The phenomenon that’s seeing companies embrace quirky terms for culture officers, and even establishing ministries of fun

The rise of the Chief Fun Officer
The
value of a fun office culture is increasingly being lauded by alternative thinkers in the HR world. We wondered about the best way to incorporate fun on a structural level, so we found some examples to learn from:

bswift This HR technology company went so far as to establish a Fun Committee headed up by Chief Fun Officer Patrick McGarrity, who helps organize activities like massage sessions, employee survival kits during busy periods, and company-wide scavenger hunts. However, the company does admit they must exercise discretion in organizing activities. “The one downside is that these events can take precious time away from pressing projects,” bswift senior writer Jill Steinberg says. “Just be mindful of the amount of time allotted to fun activities.”

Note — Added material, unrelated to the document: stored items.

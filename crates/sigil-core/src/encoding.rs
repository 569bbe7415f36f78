//! # Wire Encodings
//!
//! base64url is the encoding WebAuthn uses for every binary field and the
//! encoding share links use for payloads. Output is always unpadded;
//! input tolerates padding because some browsers emit it.

use base64::engine::general_purpose::{URL_SAFE, URL_SAFE_NO_PAD};
use base64::Engine;

use crate::error::SigilError;

/// Encode bytes as unpadded base64url.
pub fn b64url_encode(bytes: impl AsRef<[u8]>) -> String {
    URL_SAFE_NO_PAD.encode(bytes)
}

/// Decode base64url, accepting both padded and unpadded input.
pub fn b64url_decode(s: &str) -> Result<Vec<u8>, SigilError> {
    let s = s.trim();
    let result = if s.ends_with('=') {
        URL_SAFE.decode(s)
    } else {
        URL_SAFE_NO_PAD.decode(s)
    };
    result.map_err(|e| SigilError::Decode(format!("invalid base64url: {e}")))
}

/// Decode a hex string of any even length.
pub fn hex_decode(s: &str) -> Result<Vec<u8>, SigilError> {
    hex::decode(s.trim()).map_err(|e| SigilError::Input(format!("invalid hex: {e}")))
}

Travelers Financing and Leasing Solutions At each branch of this Canadian company, coworkers elect somebody to take on the extra tasks of planning monthly activities to help coworkers connect. They’re given a budget for the activities, but the responsibilities are in addition to their regular job.

Dimension Data America Marketing and communications specialist Jaime Ellis and a colleague split the duties and title of Chief Fun Officer and receive a small budget for quarterly activities like potlucks, tickets to sports games, and take your child to work days.

Admiral Group This British insurance company has a designated Ministry of Fun, whose job it is to orchestrate social activities once a week – although the company’s careers website claims there is some form of entertainment almost every day. On a monthly basis, departments take turn organizing dress-up days for team managers. The Ministry is run by the company’s HR team.